[Start of Attachment]
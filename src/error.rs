use crate::model::ExpenseId;

pub type Result<T> = std::result::Result<T, Error>;

#[derive(Debug, thiserror::Error)]
pub enum Error {
    #[error("storage error during {op}: {message}")]
    Storage { op: &'static str, message: String },

    #[error("invalid stored json: {0}")]
    Serialization(#[from] serde_json::Error),

    #[error("expense not found: {0}")]
    ExpenseNotFound(String),

    #[error("{0}")]
    Validation(String),

    #[error("attachment error: {0}")]
    Attachment(String),

    #[error("pdf error: {0}")]
    Pdf(String),

    #[error(transparent)]
    Io(#[from] std::io::Error),

    #[error("Unable to open the statement preview ({0}). Allow the system viewer or download the statement instead.")]
    PreviewUnavailable(String),

    #[error("config error: {0}")]
    Config(String),
}

impl Error {
    pub(crate) fn not_found(id: &ExpenseId) -> Self {
        Error::ExpenseNotFound(id.to_string())
    }

    pub(crate) fn no_position(position: usize) -> Self {
        Error::ExpenseNotFound(format!("no expense at position {position}"))
    }
}

impl From<printpdf::Error> for Error {
    fn from(e: printpdf::Error) -> Self {
        Error::Pdf(e.to_string())
    }
}
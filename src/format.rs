use serde::Deserialize;
use time::macros::format_description;
use time::{Date, Month, OffsetDateTime};

#[derive(Debug, Clone, Copy, Default, PartialEq, Eq, Deserialize)]
#[serde(rename_all = "lowercase")]
pub enum Grouping {
    /// 12,34,567.00
    #[default]
    Indian,
    /// 1,234,567.00
    Western,
}

#[derive(Debug, Clone, PartialEq, Eq)]
pub struct MoneyFormat {
    pub symbol: String,
    pub grouping: Grouping,
}

impl Default for MoneyFormat {
    fn default() -> Self {
        Self {
            symbol: "₹".to_string(),
            grouping: Grouping::Indian,
        }
    }
}

impl MoneyFormat {
    pub fn format(&self, v: f64) -> String {
        let s = format!("{:.2}", v.abs());
        let (int_part, dec_part) = s.split_once('.').unwrap_or((s.as_str(), "00"));
        let grouped = group_digits(int_part, self.grouping);
        // -0.004 rounds to 0.00 and must not print as negative.
        let negative = v < 0.0 && s.bytes().any(|b| b.is_ascii_digit() && b != b'0');
        let sign = if negative { "-" } else { "" };
        format!("{sign}{}{grouped}.{dec_part}", self.symbol)
    }
}

fn group_digits(int_part: &str, grouping: Grouping) -> String {
    let chars: Vec<char> = int_part.chars().collect();
    let mut out = String::new();
    let mut cnt = 0;
    // Indian grouping: the last three digits, then pairs.
    let mut group = 3;
    for i in (0..chars.len()).rev() {
        if cnt == group {
            out.push(',');
            cnt = 0;
            if grouping == Grouping::Indian {
                group = 2;
            }
        }
        out.push(chars[i]);
        cnt += 1;
    }
    out.chars().rev().collect()
}

pub fn parse_ymd(s: &str) -> Option<Date> {
    Date::parse(s.trim(), format_description!("[year]-[month]-[day]")).ok()
}

/// `DD/MM/YYYY`; unparseable input is shown as stored.
pub fn display_date(raw: &str) -> String {
    match parse_ymd(raw) {
        Some(d) => format!("{:02}/{:02}/{:04}", d.day(), u8::from(d.month()), d.year()),
        None => raw.to_string(),
    }
}

pub fn display_timestamp(ts: OffsetDateTime) -> String {
    format!(
        "{:02}/{:02}/{:04}, {:02}:{:02}:{:02}",
        ts.day(),
        u8::from(ts.month()),
        ts.year(),
        ts.hour(),
        ts.minute(),
        ts.second()
    )
}

pub fn month_name(m: Month) -> String {
    m.to_string()
}

/// Local wall-clock time, UTC when the local offset cannot be determined.
pub fn now_local() -> OffsetDateTime {
    OffsetDateTime::now_local().unwrap_or_else(|_| OffsetDateTime::now_utc())
}

pub fn sanitize_filename(input: &str) -> String {
    let mut out = String::with_capacity(input.len());
    for ch in input.chars() {
        let ok = ch.is_ascii_alphanumeric() || ch == '-' || ch == '_' || ch == '.' || ch == ' ';
        out.push(if ok { ch } else { '_' });
    }
    let trimmed = out.trim().to_string();
    if trimmed.is_empty() { "expense-report.pdf".to_string() } else { trimmed }
}

pub fn statement_filename(month: Month, year: i32) -> String {
    sanitize_filename(&format!("expense-report-{}-{}.pdf", month_name(month), year))
}

/// First `max_chars` characters, counted as chars rather than bytes.
pub fn truncate_chars(input: &str, max_chars: usize) -> String {
    input.chars().take(max_chars).collect()
}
[End of Attachment]
*Work to complete:* Before answering, count every line of the records that contains "ExpenseNotFound"; the answer is that number and nothing more.

*Response to this task:* 3